Statenvertaling

Numberi 3:24-43 Statenvertaling (SV1750)

24. De overste nu van het vaderlijke huis der Gersonieten zal zijn Eljasaf, de zoon van Lael.

25. En de wacht der zonen van Gerson in de tent der samenkomst zal zijn de tabernakel en de tent, haar deksel, en het deksel aan de deur van de tent der samenkomst;

26. En de behangselen des voorhofs, en het deksel van de deur des voorhofs, welke bij den tabernakel en bij het altaar rondom zijn; mitsgaders de zelen, tot zijn gansen dienst.

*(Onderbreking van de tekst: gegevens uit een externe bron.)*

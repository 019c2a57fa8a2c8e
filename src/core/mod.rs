//! Core utilities and common types for Map Shell.

pub mod error;
pub mod logging;
pub mod types;

pub use error::{Error, Result};
pub use logging::{init_tracing, LogConfig, LogFormat};
pub use types::*;
//! Host Module
//!
//! The plugin host and the environment it runs in:
//! - Map host (load, shared state, queries, large view)
//! - Environment seams (notifications, directory prompt, page metadata)

pub mod environment;
pub mod shell;

pub use environment::{
    DirectoryAccess, FixedDirectory, LogNotifier, Notifier, PageInfo, PageMetadata,
    DIRECTORY_RETRY_MESSAGE,
};
pub use shell::MapHost;
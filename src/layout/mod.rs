//! Layout Module
//!
//! Where plugin instances live on screen:
//! - Stage model (hidden pool, shells, overlay)
//! - Container placement
//! - Map backend seam

pub mod map;
pub mod placement;
pub mod stage;

pub use map::{HeadlessMap, LayerKind, MapBackend, MapLayer};
pub use placement::place;
pub use stage::{ContainerId, Shell, ShellId, ShellKind, Stage};
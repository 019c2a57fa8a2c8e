//! Plugin definitions.
//!
//! The declarative descriptor of one plugin in the host configuration.

use crate::core::Properties;
use serde::{Deserialize, Serialize};

/// Layout target a plugin is placed into.
#[derive(Clone, Debug, PartialEq, Eq, Hash, Serialize, Deserialize)]
#[serde(from = "String", into = "String")]
pub enum ContainerKind {
    /// Off-screen holding area
    Hidden,
    /// Floating item over the map
    Main,
    /// Item in the sidebar list
    Sidebar,
    /// Anything else; such plugins are created but never placed
    Unknown(String),
}

impl From<String> for ContainerKind {
    fn from(kind: String) -> Self {
        match kind.as_str() {
            "hidden" => ContainerKind::Hidden,
            "main" => ContainerKind::Main,
            "sidebar" => ContainerKind::Sidebar,
            _ => ContainerKind::Unknown(kind),
        }
    }
}

impl From<ContainerKind> for String {
    fn from(kind: ContainerKind) -> Self {
        kind.to_string()
    }
}

impl std::fmt::Display for ContainerKind {
    fn fmt(&self, f: &mut std::fmt::Formatter<'_>) -> std::fmt::Result {
        match self {
            ContainerKind::Hidden => write!(f, "hidden"),
            ContainerKind::Main => write!(f, "main"),
            ContainerKind::Sidebar => write!(f, "sidebar"),
            ContainerKind::Unknown(kind) => write!(f, "{}", kind),
        }
    }
}

/// Declarative plugin descriptor.
#[derive(Clone, Debug, PartialEq, Serialize, Deserialize)]
#[serde(rename_all = "camelCase")]
pub struct PluginDefinition {
    /// Component name the plugin resolves to
    pub import: String,
    /// Placement target
    pub container: ContainerKind,
    /// Presentation properties for the wrapping shell
    #[serde(default)]
    pub container_props: Properties,
    /// Plugin-specific properties
    #[serde(default)]
    pub props: Properties,
}

impl PluginDefinition {
    /// Create a definition without properties.
    pub fn new(import: &str, container: ContainerKind) -> Self {
        Self {
            import: import.to_string(),
            container,
            container_props: Properties::new(),
            props: Properties::new(),
        }
    }

    /// Set a plugin property.
    pub fn with_prop(mut self, key: &str, value: serde_json::Value) -> Self {
        self.props.insert(key.to_string(), value);
        self
    }

    /// Set a shell property.
    pub fn with_container_prop(mut self, key: &str, value: serde_json::Value) -> Self {
        self.container_props.insert(key.to_string(), value);
        self
    }
}

#[cfg(test)]
mod tests {
    use super::*;
    use serde_json::json;

    #[test]
    fn test_container_kind_parse() {
        let kinds: Vec<ContainerKind> =
            serde_json::from_value(json!(["hidden", "main", "sidebar", "footer"])).unwrap();
        assert_eq!(
            kinds,
            vec![
                ContainerKind::Hidden,
                ContainerKind::Main,
                ContainerKind::Sidebar,
                ContainerKind::Unknown("footer".to_string()),
            ]
        );
    }

    #[test]
    fn test_unknown_kind_serializes_verbatim() {
        let value = serde_json::to_value(ContainerKind::Unknown("footer".to_string())).unwrap();
        assert_eq!(value, json!("footer"));
    }

    #[test]
    fn test_definition_defaults() {
        let def: PluginDefinition =
            serde_json::from_value(json!({ "import": "legend", "container": "main" })).unwrap();
        assert!(def.props.is_empty());
        assert!(def.container_props.is_empty());
    }

    #[test]
    fn test_definition_builder() {
        let def = PluginDefinition::new("legend", ContainerKind::Main)
            .with_prop("unit", json!("m"))
            .with_container_prop("title", json!("Legend"));
        assert_eq!(def.props.get("unit"), Some(&json!("m")));
        assert_eq!(def.container_props.get("title"), Some(&json!("Legend")));
    }
}
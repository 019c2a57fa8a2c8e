//! Host configuration.
//!
//! The declarative document a host is built from, plus the host-level
//! options that are not part of the document itself.

use crate::core::{Error, Properties, Result};
use crate::plugin::definition::PluginDefinition;
use indexmap::IndexMap;
use serde::{Deserialize, Serialize};
use std::path::Path;
use url::Url;

/// Initial map view.
#[derive(Clone, Debug, PartialEq, Serialize, Deserialize)]
#[serde(rename_all = "camelCase")]
pub struct ViewConfig {
    /// Map center as `[lat, lng]`
    pub center: [f64; 2],
    /// Zoom level
    pub zoom: f64,
    /// Options passed through to the mapping library
    #[serde(default)]
    pub options: Properties,
}

impl Default for ViewConfig {
    fn default() -> Self {
        Self {
            center: [0.0, 0.0],
            zoom: 2.0,
            options: Properties::new(),
        }
    }
}

/// Declarative host configuration, consumed once at load time.
#[derive(Clone, Debug, Default, Serialize, Deserialize)]
#[serde(rename_all = "camelCase")]
pub struct HostConfig {
    /// Plugin definitions in load order
    #[serde(default)]
    pub plugins: Vec<PluginDefinition>,
    /// Plugin name → module URL, in import order
    #[serde(default)]
    pub imports: IndexMap<String, String>,
    /// Initial map view
    #[serde(default)]
    pub view: ViewConfig,
    /// Block plugin loading until a root directory is granted
    #[serde(default)]
    pub access_local_files: bool,
    /// Page title
    pub page_title: Option<String>,
    /// Page favicon URL
    pub favicon: Option<String>,
    /// Rendering hint for the mapping library
    #[serde(default)]
    pub prefer_canvas: bool,
}

impl HostConfig {
    /// Parse a configuration from JSON text.
    pub fn from_json_str(json: &str) -> Result<Self> {
        let config: HostConfig =
            serde_json::from_str(json).map_err(|e| Error::Config(e.to_string()))?;
        config.validate()?;
        Ok(config)
    }

    /// Read and parse a configuration file.
    pub async fn from_file(path: impl AsRef<Path>) -> Result<Self> {
        let text = tokio::fs::read_to_string(path).await?;
        Self::from_json_str(&text)
    }

    /// Check that every import URL parses.
    pub fn validate(&self) -> Result<()> {
        let base = HostOptions::default();
        for (name, url) in self.import_entries() {
            base.resolve_import(name, url)?;
        }
        Ok(())
    }

    /// Import entries in declaration order.
    pub fn import_entries(&self) -> Vec<(&str, &str)> {
        self.imports
            .iter()
            .map(|(name, url)| (name.as_str(), url.as_str()))
            .collect()
    }

    /// Add a plugin definition.
    pub fn with_plugin(mut self, definition: PluginDefinition) -> Self {
        self.plugins.push(definition);
        self
    }

    /// Declare a module import.
    pub fn with_import(mut self, name: &str, url: &str) -> Self {
        self.imports.insert(name.to_string(), url.to_string());
        self
    }

    /// Require local file access before loading plugins.
    pub fn with_local_files(mut self) -> Self {
        self.access_local_files = true;
        self
    }
}

/// Visual transition used by the large-view presenter.
#[derive(Clone, Debug, PartialEq, Eq, Serialize, Deserialize)]
#[serde(rename_all = "camelCase", tag = "kind")]
pub enum TransitionMode {
    /// Mutate without animation
    Immediate,
    /// Cross-fade for the given duration
    CrossFade {
        #[serde(rename = "durationMs")]
        duration_ms: u64,
    },
}

impl Default for TransitionMode {
    fn default() -> Self {
        TransitionMode::CrossFade { duration_ms: 250 }
    }
}

/// Host-level options that are not part of the configuration document.
#[derive(Clone, Debug, Serialize, Deserialize)]
#[serde(rename_all = "camelCase")]
pub struct HostOptions {
    /// Base for resolving import URLs
    pub base_url: Option<Url>,
    /// URL of the hosting document, the fallback base
    pub document_url: Url,
    /// Allow applying page title and favicon
    pub allow_modifying_page_info: bool,
    /// Presenter transition
    pub transition: TransitionMode,
}

impl HostOptions {
    /// Create options for a hosting document.
    pub fn new(document_url: Url) -> Self {
        Self {
            base_url: None,
            document_url,
            allow_modifying_page_info: false,
            transition: TransitionMode::default(),
        }
    }

    /// Set the import base URL.
    pub fn with_base_url(mut self, base_url: Url) -> Self {
        self.base_url = Some(base_url);
        self
    }

    /// Allow page title and favicon updates.
    pub fn allow_page_info(mut self) -> Self {
        self.allow_modifying_page_info = true;
        self
    }

    /// Set the presenter transition.
    pub fn with_transition(mut self, transition: TransitionMode) -> Self {
        self.transition = transition;
        self
    }

    /// Base that import URLs and `config_base_url` resolve against.
    pub fn import_base(&self) -> &Url {
        self.base_url.as_ref().unwrap_or(&self.document_url)
    }

    /// Resolve a module URL from the configuration.
    pub fn resolve_import(&self, name: &str, url: &str) -> Result<Url> {
        self.import_base()
            .join(url)
            .map_err(|e| Error::InvalidImportUrl {
                name: name.to_string(),
                reason: e.to_string(),
            })
    }
}

impl Default for HostOptions {
    fn default() -> Self {
        Self::new(Url::parse("http://localhost/").expect("literal url parses"))
    }
}
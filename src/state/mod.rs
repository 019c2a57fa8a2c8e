//! State Module
//!
//! Host-owned mutable state shared with plugins:
//! - Shared state bus
//! - Loading state aggregation

pub mod bus;
pub mod loading;

pub use bus::SharedStateBus;
pub use loading::{LoadingAggregator, LoadingToken};
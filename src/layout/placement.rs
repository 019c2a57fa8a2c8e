//! Container placement.
//!
//! Puts each plugin instance into the container its definition names.

use crate::core::InstanceId;
use crate::layout::map::MapBackend;
use crate::layout::stage::{ContainerId, ShellKind, Stage};
use crate::plugin::definition::{ContainerKind, PluginDefinition};
use crate::plugin::interface::Plugin;
use tracing::debug;

/// Place an instance according to its definition.
///
/// Main shells are also registered as map controls. Unknown container
/// kinds are dropped and `None` is returned.
pub fn place(
    stage: &mut Stage,
    map: &dyn MapBackend,
    definition: &PluginDefinition,
    instance_id: InstanceId,
    plugin: &dyn Plugin,
) -> Option<ContainerId> {
    let kind = match &definition.container {
        ContainerKind::Hidden => {
            stage.append(ContainerId::Hidden, instance_id);
            return Some(ContainerId::Hidden);
        }
        ContainerKind::Main => ShellKind::Main,
        ContainerKind::Sidebar => ShellKind::Sidebar,
        ContainerKind::Unknown(kind) => {
            debug!(import = %definition.import, container = %kind, "Unknown container, plugin not placed");
            return None;
        }
    };

    let header = plugin.header_text();
    let shell = stage.add_shell(kind, header, definition.container_props.clone());
    stage.append(ContainerId::Shell(shell), instance_id);
    if kind == ShellKind::Main {
        map.add_control(shell, &definition.container_props);
    }
    debug!(import = %definition.import, %shell, ?kind, "Placed plugin");
    Some(ContainerId::Shell(shell))
}

/// Pointer entered or left a shell.
///
/// Map gestures are suspended while the pointer is over a shell so the
/// shell's own interactions are not taken over by the map.
pub fn hover(map: &dyn MapBackend, entered: bool) {
    map.set_gestures_enabled(!entered);
}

27. En van Kahath is het geslacht der Amramieten, en het geslacht der Izharieten, en het geslacht der Hebronieten, en het geslacht der Uzzielieten; dit zijn de geslachten der Kohathieten.

28. In getal van al wat mannelijk was, van een maand oud en daarboven, waren acht duizend en zeshonderd, waarnemende de wacht des heiligdoms.

29. De geslachten der zonen van Kohath zullen zich legeren aan de zijde des tabernakels, zuidwaarts.

30. De overste nu van het vaderlijke huis der geslachten van de Kohathieten, zal zijn Elisafan, de zoon van Uzziel.

31. Hun wacht nu zal zijn de ark, en de tafel, en de kandelaar, en de altaren en het gereedschap des heiligdoms, met hetwelk zij dienst doen, en het deksel, en al wat tot zijn dienst behoort.

32. De overste nu der oversten van Levi zal zijn Eleazar, de zoon van Aaron, den priester; zijn opzicht zal zijn over degenen, die de wacht des heiligdoms waarnemen.

33. Van Merari is het geslacht der Mahelieten, en het geslacht der Musieten; dit zijn de geslachten van Merari.

34. En hun getelden in getal van al wat mannelijk was, van een maand oud en daarboven, waren zes duizend en tweehonderd.

35. De overste nu van het vaderlijke huis der geslachten van Merari zal zijn Zuriel, de zoon van Abihail; zij zullen zich legeren aan de zijde des tabernakels, noordwaarts.

36. En het opzicht der wachten van de zonen van Merari zal zijn over de berderen des tabernakels, en zijn richelen, en zijn pilaren, en zijn voeten, en al zijn gereedschap, en al wat tot zijn dienst behoort;

37. En de pilaren des voorhofs rondom, en hun voeten, en hun pennen, en hun zelen.

38. Die nu zich legeren zullen voor den tabernakel oostwaarts, voor de tent der samenkomst, tegen den opgang, zullen zijn Mozes, en Aaron met zijn zonen, waarnemende de wacht des heiligdoms, voor de wacht der kinderen Israels; en de vreemde, die nadert, zal gedood worden.

39. Alle getelden der Levieten, welke Mozes en Aaron, op het bevel des HEEREN, naar hun geslachten, geteld hebben, al wat mannelijk was, van een maand oud en daarboven, waren twee en twintig duizend.

40. En de HEERE zeide tot Mozes: Tel alle eerstgeborenen, wat mannelijk is onder de kinderen Israels, van een maand oud en daarboven; en neem het getal hunner namen op.

41. En gij zult voor Mij de Levieten nemen (Ik ben de HEERE!), in plaats van alle eerstgeborenen onder de kinderen Israels, en de beesten der Levieten, in plaats van alle eerstgeborenen onder de beesten der kinderen Israels.

42. Mozes dan telde, gelijk als de HEERE hem geboden had, alle eerstgeborenen onder de kinderen Israels.

43. En alle eerstgeborenen, die mannelijk waren, in het getal der namen, van een maand oud en daarboven, naar hun getelden, waren twee en twintig duizend tweehonderd en drie en zeventig.